-- Information follows --

#[cfg(test)]
mod tests {
    use super::Runtime;
    use crate::config::ViewConfig;
    use crate::effect::{Effect, Task};
    use crate::input::Key;
    use crate::k8s::{ClusterClient, NotFound};
    use crate::logs::{LogHandle, LogLines, LogRequest};
    use crate::message::{AsyncResult, FailureKind, Message, NavParams, Outcome, Subject, ViewId};
    use crate::model::{
        NamespaceScope, ResourceChange, ResourceDocument, ResourceKind, ResourceRow, ResourceTable,
    };
    use crate::views::Body;
    use anyhow::Result;
    use futures::stream;
    use futures::{Stream, StreamExt};
    use std::pin::Pin;
    use std::sync::atomic::{AtomicUsize, Ordering};
    use std::sync::{Arc, Mutex};
    use std::task::{Context, Poll};
    use std::time::Duration;
    use tokio::time::timeout;
    use tokio_util::sync::CancellationToken;

    #[derive(Default)]
    struct FakeCluster {
        list_delay: Duration,
        deleted: Mutex<Vec<String>>,
        log_lines: Vec<String>,
    }

    impl ClusterClient for FakeCluster {
        async fn list(
            &self,
            kind: ResourceKind,
            _scope: &NamespaceScope,
            _selector: Option<&str>,
        ) -> Result<ResourceTable> {
            tokio::time::sleep(self.list_delay).await;
            Ok(ResourceTable {
                headers: vec!["Name".to_string()],
                rows: vec![ResourceRow {
                    name: format!("{}-0", kind.short_token()),
                    namespace: Some("default".to_string()),
                    columns: vec![format!("{}-0", kind.short_token())],
                }],
            })
        }

        async fn get(
            &self,
            kind: ResourceKind,
            namespace: Option<&str>,
            name: &str,
        ) -> Result<ResourceDocument> {
            if name == "gone" {
                return Err(NotFound::new(kind, namespace.map(str::to_string), name).into());
            }
            Ok(ResourceDocument {
                kind: Some(kind),
                name: name.to_string(),
                yaml: format!("name: {name}"),
                containers: vec!["app".to_string()],
                ..ResourceDocument::default()
            })
        }

        async fn delete(
            &self,
            _kind: ResourceKind,
            _namespace: Option<&str>,
            name: &str,
            _grace_period_secs: u32,
        ) -> Result<()> {
            if let Ok(mut deleted) = self.deleted.lock() {
                deleted.push(name.to_string());
            }
            Ok(())
        }

        async fn update(
            &self,
            _kind: ResourceKind,
            _namespace: &str,
            _name: &str,
            _change: &ResourceChange,
        ) -> Result<()> {
            anyhow::bail!("forbidden")
        }

        async fn namespaces(&self) -> Result<Vec<String>> {
            Ok(vec!["default".to_string()])
        }

        async fn open_logs(&self, _request: &LogRequest) -> Result<LogLines> {
            Ok(stream::iter(self.log_lines.clone().into_iter().map(Ok)).boxed())
        }
    }

    fn runtime(cluster: FakeCluster) -> Runtime<FakeCluster> {
        let config = ViewConfig {
            request_timeout: Duration::from_millis(200),
            ..ViewConfig::default()
        };
        let mut runtime = Runtime::new(Arc::new(cluster), config, (120, 40));
        let step = runtime.start();
        assert!(!step.halt);
        runtime
    }

    async fn pump(runtime: &mut Runtime<FakeCluster>) -> Message {
        timeout(Duration::from_secs(2), runtime.next_message())
            .await
            .expect("message arrives in time")
            .expect("queue open")
    }

    fn pod_detail(name: &str) -> Message {
        Message::NavigateTo(
            ViewId::ResourceDetail,
            NavParams::new()
                .with("kind", "po")
                .with("namespace", "default")
                .with("name", name),
        )
    }

    #[tokio::test]
    async fn fetch_result_reaches_the_view() {
        let mut runtime = runtime(FakeCluster::default());
        let _ = runtime.process(Message::NavigateTo(
            ViewId::ResourceList,
            NavParams::new().with("kind", "po"),
        ));

        let message = pump(&mut runtime).await;
        assert!(matches!(
            message,
            Message::AsyncResult(AsyncResult {
                subject: Subject::List,
                result: Ok(_),
                ..
            })
        ));
        let _ = runtime.process(message);
        let Body::Table { rows, .. } = runtime.controller().screen().body else {
            panic!("expected table");
        };
        assert_eq!(rows, vec![vec!["po-0".to_string()]]);
    }

    #[tokio::test]
    async fn navigating_away_cancels_in_flight_fetch() {
        let mut runtime = runtime(FakeCluster {
            list_delay: Duration::from_millis(100),
            ..FakeCluster::default()
        });
        let _ = runtime.process(Message::NavigateTo(
            ViewId::ResourceList,
            NavParams::new().with("kind", "po"),
        ));
        let _ = runtime.process(Message::NavigateTo(ViewId::MainMenu, NavParams::new()));

        let quiet = timeout(Duration::from_millis(300), runtime.next_message()).await;
        assert!(quiet.is_err(), "cancelled fetch must not report");
    }

    #[tokio::test]
    async fn slow_calls_time_out() {
        let mut runtime = runtime(FakeCluster {
            list_delay: Duration::from_secs(5),
            ..FakeCluster::default()
        });
        let _ = runtime.process(Message::NavigateTo(
            ViewId::ResourceList,
            NavParams::new().with("kind", "po"),
        ));

        let Message::AsyncResult(AsyncResult {
            result: Err(error), ..
        }) = pump(&mut runtime).await
        else {
            panic!("expected a timeout failure");
        };
        assert_eq!(error.kind, FailureKind::Timeout);
    }

    #[tokio::test]
    async fn missing_resource_is_classified_not_found() {
        let mut runtime = runtime(FakeCluster::default());
        let _ = runtime.process(pod_detail("gone"));
        let message = pump(&mut runtime).await;
        let _ = runtime.process(message);
        let screen = runtime.controller().screen();
        assert_eq!(
            screen.body,
            Body::Notice("pod default/gone no longer exists".to_string())
        );
    }

    #[tokio::test]
    async fn confirmed_delete_reports_before_navigating() {
        let cluster = FakeCluster::default();
        let mut runtime = runtime(cluster);
        let _ = runtime.process(Message::NavigateTo(
            ViewId::ConfirmDialog,
            NavParams::new()
                .with("kind", "po")
                .with("namespace", "default")
                .with("name", "api-0")
                .with("action", "delete"),
        ));
        let _ = runtime.process(Message::Key(Key::Char('y')));

        let first = pump(&mut runtime).await;
        assert!(matches!(
            first,
            Message::AsyncResult(AsyncResult {
                subject: Subject::Delete,
                result: Ok(Outcome::Deleted),
                ..
            })
        ));
        let second = pump(&mut runtime).await;
        assert!(matches!(
            second,
            Message::NavigateTo(ViewId::ResourceList, _)
        ));
        assert_eq!(
            runtime.cluster.deleted.lock().map(|names| names.clone()).ok(),
            Some(vec!["api-0".to_string()])
        );
    }

    #[tokio::test]
    async fn failed_step_stops_the_sequence() {
        let mut runtime = runtime(FakeCluster::default());
        let _ = runtime.process(Message::NavigateTo(
            ViewId::ConfirmDialog,
            NavParams::new()
                .with("kind", "deploy")
                .with("namespace", "default")
                .with("name", "api")
                .with("action", "restart"),
        ));
        let _ = runtime.process(Message::Key(Key::Char('y')));

        let first = pump(&mut runtime).await;
        assert!(matches!(
            first,
            Message::AsyncResult(AsyncResult {
                subject: Subject::Update,
                result: Err(_),
                ..
            })
        ));
        let _ = runtime.process(first);
        assert_eq!(runtime.controller().view_id(), ViewId::ConfirmDialog);
        let quiet = timeout(Duration::from_millis(100), runtime.next_message()).await;
        assert!(quiet.is_err());
    }

    #[tokio::test]
    async fn snapshot_logs_flow_through_the_session() {
        let mut runtime = runtime(FakeCluster {
            log_lines: vec!["one".to_string(), "two".to_string()],
            ..FakeCluster::default()
        });
        let _ = runtime.process(Message::NavigateTo(
            ViewId::LogViewer,
            NavParams::new()
                .with("kind", "po")
                .with("namespace", "default")
                .with("name", "api-0")
                .with("follow", "false"),
        ));

        for _ in 0..2 {
            let message = pump(&mut runtime).await;
            let _ = runtime.process(message);
        }
        let screen = runtime.controller().screen();
        let Body::Text { lines, .. } = screen.body else {
            panic!("expected log text, got {:?}", screen.body);
        };
        assert_eq!(lines, vec!["one".to_string(), "two".to_string()]);
        assert!(screen.status.unwrap_or_default().starts_with("closed"));
    }

    #[tokio::test]
    async fn quit_halts_and_emit_is_queued() {
        let mut runtime = runtime(FakeCluster::default());
        let step = runtime.process(Message::Key(Key::Char('q')));
        assert!(!step.halt);
        let quit = pump(&mut runtime).await;
        assert!(matches!(quit, Message::Quit));
        assert!(runtime.process(quit).halt);
    }

    #[test]
    fn interactive_commands_are_kept_for_the_terminal() {
        let runtime_config = ViewConfig::default();
        let mut runtime = Runtime::new(Arc::new(FakeCluster::default()), runtime_config, (80, 24));
        let mut step = super::Step::default();
        let cancel = CancellationToken::new();
        runtime.schedule_effect(
            runtime.controller().token(),
            &cancel,
            Effect::task(Task::RunCommand(crate::commands::ExternalCommand::Shell {
                namespace: "default".to_string(),
                pod: "api-0".to_string(),
                container: None,
                shell: "/bin/sh".to_string(),
            })),
            &mut step,
        );
        assert_eq!(step.inline.len(), 1);
        assert!(!step.halt);
    }

    struct CountedLines {
        closes: Arc<AtomicUsize>,
    }

    impl Stream for CountedLines {
        type Item = std::io::Result<String>;

        fn poll_next(self: Pin<&mut Self>, _cx: &mut Context<'_>) -> Poll<Option<Self::Item>> {
            Poll::Pending
        }
    }

    impl Drop for CountedLines {
        fn drop(&mut self) {
            self.closes.fetch_add(1, Ordering::SeqCst);
        }
    }

    #[tokio::test]
    async fn cancelling_a_pending_retry_closes_the_stream_once() {
        let closes = Arc::new(AtomicUsize::new(0));
        let handle = LogHandle::new(
            "default/api-0",
            CountedLines {
                closes: closes.clone(),
            }
            .boxed(),
        );
        let cancel = CancellationToken::new();
        let task = Task::RetryLogs {
            session: 1,
            handle: handle.clone(),
            after: Duration::from_secs(30),
            cancel: cancel.clone(),
        };
        let canceller = cancel.clone();
        tokio::spawn(async move {
            tokio::time::sleep(Duration::from_millis(20)).await;
            canceller.cancel();
        });

        let result = timeout(
            Duration::from_secs(5),
            super::run_task(
                Arc::new(FakeCluster::default()),
                Arc::new(ViewConfig::default()),
                task,
                &cancel,
            ),
        )
        .await
        .expect("retry should stop on cancellation");

        assert!(result.is_none());
        assert_eq!(closes.load(Ordering::SeqCst), 1);
        assert!(handle.is_closed());
        assert!(!handle.close());
        assert_eq!(closes.load(Ordering::SeqCst), 1);
    }
}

-- Information concluded --

Task:
Only a number is wanted here. How many lines in the material contain "ViewConfig"?

Problem solution:
5